However, it remains to be seen whether certain assets treated by the Singapore tax authorities as buildings can now be re-characterised as plants.
The taxpayer in ZF v Comptroller of Income Tax [2010] SGCA 48 provides workers’ accommodation and decided to create portable and demountable dormitories on a building site.
The taxpayer claimed a capital allowance on the expenditure incurred on the movable parts of the dormitories.
The Comptroller of Income Tax disallowed the taxpayer’s claim. This decision was appealed by the taxpayer.
Both the Income Tax Board of Review and the Singapore High Court upheld the comptroller’s decision, but the court of appeal disagreed and ruled in favour of the taxpayer.
“The term plant is not defined in the tax law,” said Edmund Leow of Baker & McKenzie. “Historically, a set of established tests is commonly used by taxpayers to determine whether an asset is a plant for capital allowance purposes – the business test (alternatively known as the function test) and the premises test and the trading stock test.”
The court of appeal moved away from this approach and laid down new guidelines for determining the distinction between plant and building.

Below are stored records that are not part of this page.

//! Filling in non-tabulated ages and reducing a result set to one answer.

use tracing::debug;

use crate::error::{PaleoError, Result};
use crate::geomath::{is_valid_latitude, INVALID_LATITUDE};

use super::entry::PaleolatitudeEntry;

fn lerp(younger: f64, older: f64, fraction: f64) -> f64 {
    if is_valid_latitude(younger) && is_valid_latitude(older) {
        younger + (older - younger) * fraction
    } else {
        INVALID_LATITUDE
    }
}

/// Linear interpolation between two entries at `age_years`.
///
/// Both entries must have been computed against the same reference plate;
/// a missing bound on either side leaves the bound missing.
pub fn interpolate(
    younger: &PaleolatitudeEntry,
    older: &PaleolatitudeEntry,
    age_years: u64,
) -> Result<PaleolatitudeEntry> {
    if younger.computed_using_plate_id != older.computed_using_plate_id {
        return Err(PaleoError::ReferencePlateMismatch {
            younger: younger.computed_using_plate_id,
            older: older.computed_using_plate_id,
        });
    }

    let delta_age = older.age_years as f64 - younger.age_years as f64;
    let fraction = if delta_age == 0.0 {
        0.0
    } else {
        (age_years as f64 - younger.age_years as f64) / delta_age
    };

    let mut res = PaleolatitudeEntry::new(
        age_years,
        lerp(younger.palat_min, older.palat_min, fraction),
        lerp(younger.palat, older.palat, fraction),
        lerp(younger.palat_max, older.palat_max, fraction),
        younger.computed_using_plate_id,
    );
    res.is_interpolated = true;
    Ok(res)
}

/// Append interpolated entries for every target age that falls strictly
/// between two consecutive entries of the sorted `entries`.
///
/// Returns the number of entries added; the caller re-sorts when non-zero.
pub fn fill_targets(entries: &mut Vec<PaleolatitudeEntry>, targets: &[u64]) -> Result<usize> {
    let mut added = Vec::new();
    for pair in entries.windows(2) {
        let (curr, next) = (&pair[0], &pair[1]);
        for &target in targets {
            if target > curr.age_years && target < next.age_years {
                let entry = interpolate(curr, next, target)?;
                debug!("Interpolated {}", entry);
                added.push(entry);
            }
        }
    }
    let n = added.len();
    entries.extend(added);
    Ok(n)
}

/// Reduce a sorted result set to a single summary entry.
///
/// The latitude range spans every valid value and bound in the set, the age
/// range spans every entry. When `requested_age_years` is given, the point
/// estimate is the first entry at exactly that age; otherwise it is
/// [`INVALID_LATITUDE`] and the summary age is the lower age bound.
pub fn aggregate(
    entries: &[PaleolatitudeEntry],
    requested_age_years: Option<u64>,
) -> Option<PaleolatitudeEntry> {
    let first = entries.first()?;
    let mut aggr = PaleolatitudeEntry {
        age_years_lower_bound: first.age_years_lower_bound,
        age_years: first.age_years_lower_bound,
        age_years_upper_bound: first.age_years_upper_bound,
        palat_min: INVALID_LATITUDE,
        palat: INVALID_LATITUDE,
        palat_max: INVALID_LATITUDE,
        computed_using_plate_id: first.computed_using_plate_id,
        is_interpolated: false,
    };
    let mut point_found = false;

    for entry in entries {
        for value in [entry.palat_min, entry.palat] {
            if is_valid_latitude(value)
                && (!is_valid_latitude(aggr.palat_min) || value < aggr.palat_min)
            {
                aggr.palat_min = value;
            }
        }
        for value in [entry.palat_max, entry.palat] {
            if is_valid_latitude(value)
                && (!is_valid_latitude(aggr.palat_max) || value > aggr.palat_max)
            {
                aggr.palat_max = value;
            }
        }

        aggr.age_years_lower_bound = aggr.age_years_lower_bound.min(entry.age_years_lower_bound);
        aggr.age_years_upper_bound = aggr.age_years_upper_bound.max(entry.age_years_upper_bound);

        if !point_found && requested_age_years == Some(entry.age_years) {
            aggr.palat = entry.palat;
            aggr.age_years = entry.age_years;
            aggr.computed_using_plate_id = entry.computed_using_plate_id;
            aggr.is_interpolated = entry.is_interpolated;
            point_found = true;
        }
    }

    if !point_found {
        aggr.age_years = aggr.age_years_lower_bound;
    }
    Some(aggr)
}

The guidelines include the exact operational role which the asset plays in the business, the physical nature and characteristics of the asset, the intention of the taxpayer, whether the asset is to be used temporarily, and whether the asset is inexplicably connected with a building and therefore regarded as a building for tax purposes.
Based on this, the court decided the temporary dormitories can benefit from capital allowances.
“We believe that this new approach may only affect borderline cases, as many of the items regarded by the Inland Revenue Authority of Singapore as plant would likely continue to be so regarded,” said Leow.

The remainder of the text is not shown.